Thanks for the intel, gents.


----------



## Jason (Oct 2, 2007)

A jack cravalle will make bait shoot up too!!!! Plenty of them out there too!


----------



## BamaMike (Apr 30, 2015)

Flipper and friends were out at Sykes night before last, needless to say, fishing died for quite some time while they frolicked


----------



## SWAngler (Sep 13, 2014)

Don't know what you mean by "small-medium", but guessing ladyfish if the size I'm thinking. Very thick right now in the sound around Sykes and the ICW in general. In fact, they are almost a nuisance, although exciting to fight. They are just about everywhere from deep water to shallow. Bite on literally anything.

Walked the Pcola Beach pier the other day to watch the Jet Ski races, and they were loaded off there too. Seems some fishermen on the pier think they are great eating? Can't imagine why, but more power to them if so. Good for keeping them in check. 

Anyway's, ladyfish roll the surface with their fins barely visible, showing like a small shark would.


----------



## Smarty (Nov 23, 2008)

Next time shine a flashlight in the shadows where they're hitting the surface. If it's Ladyfish you'll see red eyes darting around. Can't bring myself to try eating any of them. Might be good eating for crabs but I can never get anything to hit it except for the occasional shark.


----------



## kilroy1117 (Mar 11, 2013)

SWAngler said:


> Don't know what you mean by "small-medium", but guessing ladyfish if the size I'm thinking.

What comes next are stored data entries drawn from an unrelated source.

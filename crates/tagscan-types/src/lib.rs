//! Data types (rule format + reports) for tagscan.
//!
//! This crate is intentionally "dumb": pure DTOs with serde + schemars.
//! Rule compilation and validation live in `tagscan-domain`.

use std::collections::BTreeMap;

use schemars::JsonSchema;
use serde::{Deserialize, Serialize};

// ── Schema Identifiers ─────────────────────────────────────────
pub const SCAN_REPORT_SCHEMA_V1: &str = "tagscan.report.v1";
pub const VERIFY_REPORT_SCHEMA_V1: &str = "tagscan.verify.v1";

/// Default per-file evaluation timeout in milliseconds.
pub const DEFAULT_FILE_TIMEOUT_MS: u64 = 60_000;

/// Default maximum file size in bytes; larger files are skipped.
pub const DEFAULT_MAX_FILE_SIZE: u64 = 5 * 1024 * 1024;

/// Issue severity, ordered from most to least severe.
#[derive(
    Debug, Clone, Copy, PartialEq, Eq, PartialOrd, Ord, Serialize, Deserialize, JsonSchema,
)]
#[serde(rename_all = "snake_case")]
pub enum Severity {
    Critical,
    Important,
    Moderate,
    BestPractice,
    ManualReview,
}

impl Severity {
    pub fn as_str(self) -> &'static str {
        match self {
            Severity::Critical => "critical",
            Severity::Important => "important",
            Severity::Moderate => "moderate",
            Severity::BestPractice => "best_practice",
            Severity::ManualReview => "manual_review",
        }
    }
}

impl Default for Severity {
    fn default() -> Self {
        Severity::Moderate
    }
}

/// Pattern confidence, ordered from least to most certain.
#[derive(
    Debug, Clone, Copy, PartialEq, Eq, PartialOrd, Ord, Serialize, Deserialize, JsonSchema,
)]
#[serde(rename_all = "snake_case")]
pub enum Confidence {
    Low,
    Medium,
    High,
}

impl Confidence {
    pub fn as_str(self) -> &'static str {
        match self {
            Confidence::Low => "low",
            Confidence::Medium => "medium",
            Confidence::High => "high",
        }
    }
}

impl Default for Confidence {
    fn default() -> Self {
        Confidence::Medium
    }
}

/// Lexical classification of a text span.
#[derive(
    Debug, Clone, Copy, PartialEq, Eq, PartialOrd, Ord, Serialize, Deserialize, JsonSchema,
)]
#[serde(rename_all = "snake_case")]
pub enum ScopeKind {
    Code,
    Comment,
    String,
}

impl ScopeKind {
    pub const ALL: [ScopeKind; 3] = [ScopeKind::Code, ScopeKind::Comment, ScopeKind::String];
}

/// How a pattern's expression is interpreted.
///
/// `String` is substring search gated on word boundaries; `Substring` matches
/// anywhere. `RegexWord` wraps the expression in `\b(...)\b` at compile time.
#[derive(Debug, Clone, Copy, PartialEq, Eq, Serialize, Deserialize, JsonSchema)]
#[serde(rename_all = "snake_case")]
pub enum PatternKind {
    Regex,
    RegexWord,
    String,
    Substring,
}

impl Default for PatternKind {
    fn default() -> Self {
        PatternKind::Regex
    }
}

/// A byte span into a file's text.
#[derive(
    Debug, Clone, Copy, PartialEq, Eq, PartialOrd, Ord, Serialize, Deserialize, JsonSchema,
)]
pub struct Boundary {
    pub start: usize,
    pub length: usize,
}

impl Boundary {
    pub fn new(start: usize, length: usize) -> Self {
        Self { start, length }
    }

    pub fn end(&self) -> usize {
        self.start + self.length
    }

    /// True when `other` lies entirely inside `self`.
    pub fn contains(&self, other: &Boundary) -> bool {
        other.start >= self.start && other.end() <= self.end()
    }

    /// True when the byte at `index` lies inside `self`.
    pub fn contains_offset(&self, index: usize) -> bool {
        index >= self.start && index < self.end()
    }
}

/// One search pattern inside a rule.
#[derive(Debug, Clone, PartialEq, Eq, Serialize, Deserialize, JsonSchema)]
pub struct PatternConfig {
    pub pattern: String,

    #[serde(default, rename = "type")]
    pub kind: PatternKind,

    /// Allowed scopes. Empty (or all three) means "match anywhere".
    #[serde(default, skip_serializing_if = "Vec::is_empty")]
    pub scopes: Vec<ScopeKind>,

    #[serde(default)]
    pub confidence: Confidence,

    /// Modifier flags: "i" (case-insensitive), "m" (multi-line).
    #[serde(default, skip_serializing_if = "Vec::is_empty")]
    pub modifiers: Vec<String>,

    /// Structured-path targeting. Parsed but not supported by this engine;
    /// validation rejects rules that set these.
    #[serde(default, skip_serializing_if = "Option::is_none")]
    pub xpath: Option<String>,

    #[serde(default, skip_serializing_if = "Option::is_none")]
    pub jsonpath: Option<String>,

    #[serde(default, skip_serializing_if = "Option::is_none")]
    pub ypath: Option<String>,
}

/// A proximity condition attached to a rule.
#[derive(Debug, Clone, PartialEq, Eq, Serialize, Deserialize, JsonSchema)]
pub struct ConditionConfig {
    pub pattern: PatternConfig,

    /// One of: "finding-only", "same-line", "same-file", "only-before",
    /// "only-after", "finding-region(before,after)". Defaults to
    /// "finding-only" when omitted.
    #[serde(default, skip_serializing_if = "Option::is_none")]
    pub search_in: Option<String>,

    /// Invert the condition: keep findings where the pattern does NOT occur.
    #[serde(default)]
    pub negate_finding: bool,

    /// Languages this condition applies to. Empty means "all".
    #[serde(default, skip_serializing_if = "Vec::is_empty")]
    pub applies_to: Vec<String>,

    #[serde(default, skip_serializing_if = "Vec::is_empty")]
    pub does_not_apply_to: Vec<String>,
}

/// The on-disk rule record. Rule files are JSON arrays of these.
#[derive(Debug, Clone, PartialEq, Eq, Serialize, Deserialize, JsonSchema)]
pub struct RuleConfig {
    pub id: String,
    pub name: String,

    #[serde(default, skip_serializing_if = "Option::is_none")]
    pub description: Option<String>,

    /// Tags propagated to every match this rule produces. At least one is
    /// required.
    #[serde(default, skip_serializing_if = "Vec::is_empty")]
    pub tags: Vec<String>,

    #[serde(default)]
    pub severity: Severity,

    /// Rule ids whose matches this rule supersedes when both match at the
    /// same location.
    #[serde(default, skip_serializing_if = "Vec::is_empty")]
    pub overrides: Vec<String>,

    /// Language allow list. Empty means "all languages".
    #[serde(default, skip_serializing_if = "Vec::is_empty")]
    pub applies_to: Vec<String>,

    /// Language deny list.
    #[serde(default, skip_serializing_if = "Vec::is_empty")]
    pub does_not_apply_to: Vec<String>,

    /// Filename regexes this rule applies to (in addition to languages).
    #[serde(default, skip_serializing_if = "Vec::is_empty")]
    pub applies_to_file_regex: Vec<String>,

    /// Filename regexes this rule never applies to.
    #[serde(default, skip_serializing_if = "Vec::is_empty")]
    pub exclude_file_regex: Vec<String>,

    /// Tags that must be produced somewhere in the scanned corpus for this
    /// rule's matches to be retained.
    #[serde(default, skip_serializing_if = "Vec::is_empty")]
    pub depends_on_tags: Vec<String>,

    #[serde(default, skip_serializing_if = "Vec::is_empty")]
    pub patterns: Vec<PatternConfig>,

    #[serde(default, skip_serializing_if = "Vec::is_empty")]
    pub conditions: Vec<ConditionConfig>,

    /// Self-test snippets the rule must match.
    #[serde(default, rename = "must-match", skip_serializing_if = "Vec::is_empty")]
    pub must_match: Vec<String>,

    /// Self-test snippets the rule must not match.
    #[serde(
        default,
        rename = "must-not-match",
        skip_serializing_if = "Vec::is_empty"
    )]
    pub must_not_match: Vec<String>,

    /// Disabled rules are loaded and validated but never selected.
    #[serde(default)]
    pub disabled: bool,
}

/// Scan-wide settings (the `tagscan.json` settings file).
#[derive(Debug, Clone, PartialEq, Eq, Serialize, Deserialize, JsonSchema)]
#[serde(default)]
pub struct ScanSettings {
    /// Use the parallel worker pool. The final match set is identical either
    /// way.
    pub parallel: bool,

    /// Worker count for parallel mode. None uses the default pool size.
    #[serde(skip_serializing_if = "Option::is_none")]
    pub threads: Option<usize>,

    /// Per-file evaluation timeout in milliseconds. 0 disables it.
    pub file_timeout_ms: u64,

    /// Overall scan timeout in milliseconds. 0 disables it.
    pub scan_timeout_ms: u64,

    /// File enumeration timeout in milliseconds. 0 disables it.
    pub enumeration_timeout_ms: u64,

    /// Files larger than this many bytes are skipped.
    pub max_file_size_bytes: u64,

    /// Cap on matches per tag across the whole scan. 0 disables the cap.
    pub max_matches_per_tag: u32,

    /// Confidence levels to keep. Empty means "all".
    #[serde(skip_serializing_if = "Vec::is_empty")]
    pub confidence_filter: Vec<Confidence>,

    /// Severity levels to keep. Empty means "all".
    #[serde(skip_serializing_if = "Vec::is_empty")]
    pub severity_filter: Vec<Severity>,

    /// Include path globs for enumeration. Empty means "all files".
    #[serde(skip_serializing_if = "Vec::is_empty")]
    pub include: Vec<String>,

    /// Exclude path globs for enumeration.
    #[serde(skip_serializing_if = "Vec::is_empty")]
    pub exclude: Vec<String>,
}

impl Default for ScanSettings {
    fn default() -> Self {
        Self {
            parallel: true,
            threads: None,
            file_timeout_ms: DEFAULT_FILE_TIMEOUT_MS,
            scan_timeout_ms: 0,
            enumeration_timeout_ms: 0,
            max_file_size_bytes: DEFAULT_MAX_FILE_SIZE,
            max_matches_per_tag: 0,
            confidence_filter: vec![],
            severity_filter: vec![],
            include: vec![],
            exclude: vec![],
        }
    }
}

/// A single accepted match.
#[derive(Debug, Clone, PartialEq, Eq, Serialize, Deserialize, JsonSchema)]
pub struct MatchRecord {
    pub rule_id: String,
    pub rule_name: String,
    pub tags: Vec<String>,
    pub severity: Severity,
    pub confidence: Confidence,
    pub file_path: String,
    pub boundary: Boundary,
    pub start_line: u32,
    pub start_column: u32,
    pub end_line: u32,
    pub end_column: u32,
    /// The matched text, capped at 200 chars.
    pub sample: String,
    /// Surrounding context lines.
    pub excerpt: String,
}

#[derive(Debug, Clone, PartialEq, Eq, Serialize, Deserialize, JsonSchema)]
pub struct ToolMeta {
    pub name: String,
    pub version: String,
}

/// Per-scan counters and aggregate metadata.
#[derive(Debug, Clone, PartialEq, Eq, Serialize, Deserialize, JsonSchema, Default)]
pub struct ScanMetadata {
    pub files_scanned: u32,
    pub files_skipped_oversize: u32,
    pub files_skipped_unknown_language: u32,
    pub files_timed_out: u32,
    pub files_failed: u32,
    /// Sorted unique tags present in the final match set.
    pub unique_tags: Vec<String>,
    /// Tag occurrence counts in the final match set.
    pub tag_counts: BTreeMap<String, u32>,
    pub elapsed_ms: u64,
    /// True when the overall scan timeout fired before all files were
    /// processed.
    pub timed_out: bool,
}

/// The JSON scan report.
#[derive(Debug, Clone, PartialEq, Eq, Serialize, Deserialize, JsonSchema)]
pub struct ScanReport {
    pub schema: String,
    pub tool: ToolMeta,
    pub matches: Vec<MatchRecord>,
    pub metadata: ScanMetadata,
}

/// The JSON rule-verification report.
#[derive(Debug, Clone, PartialEq, Eq, Serialize, Deserialize, JsonSchema)]
pub struct VerifyReport {
    pub schema: String,
    pub tool: ToolMeta,
    pub valid: bool,
    pub rules_checked: u32,
    /// Human-readable descriptions of every problem found.
    pub issues: Vec<String>,
}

Very thick right now in the sound around Sykes and the ICW in general. In fact, they are almost a nuisance, although exciting to fight. They are just about everywhere from deep water to shallow. Bite on literally anything.
> 
> Walked the Pcola Beach pier the other day to watch the Jet Ski races, and they were loaded off there too. Seems some fishermen on the pier think they are great eating? Can't imagine why, but more power to them if so. Good for keeping them in check.
> 
> Anyway's, ladyfish roll the surface with their fins barely visible, showing like a small shark would.


Yeah, the "small-medium" guess was simply because looking down that far off the end of the bridge, I wasn't sure about my judgment...but still, great to know and I thank you for that


----------



## kilroy1117 (Mar 11, 2013)

Smarty said:


> Next time shine a flashlight in the shadows where they're hitting the surface. If it's Ladyfish you'll see red eyes darting around. Can't bring myself to try eating any of them. Might be good eating for crabs but I can never get anything to hit it except for the occasional shark.


I think you're spot on actually. The ONE thing that stood out to me most was the bright reflection....pinkish/reddish...darting from their peepers. So i guess that's what they are. Though, I was using a double drop on 4 oz sinker so no wonder they didn't mess with anything i had. I think also what surprised me is whether flashlight or any source, they are no strangers to making themselves known on or near the surface. I suppose I just don't know enough about them....but it sounds like they're kinda slutty. :yes:


----------



## Jason (Oct 2, 2007)

We saw something flopping on top last night, shined my light at it and the eyes glowed...It was a cow nose though....Did have a flipper and her baby around us last night, mom was teaching baby to fish and they had tons of bait to practice!!!!


----------



## ThaFish (Feb 27, 2013)

90% of what you're seeing out there are ladyfish man!


----------



## kilroy1117 (Mar 11, 2013)

ThaFish said:


> 90% of what you're seeing out there are ladyfish man!


Well not to discount anyone else's opinion in this thread because it's definitely appreciated, but I've followed much of your Sykes bull red shenanigans on here, so i'll take that as solid word. Thanks much!


----------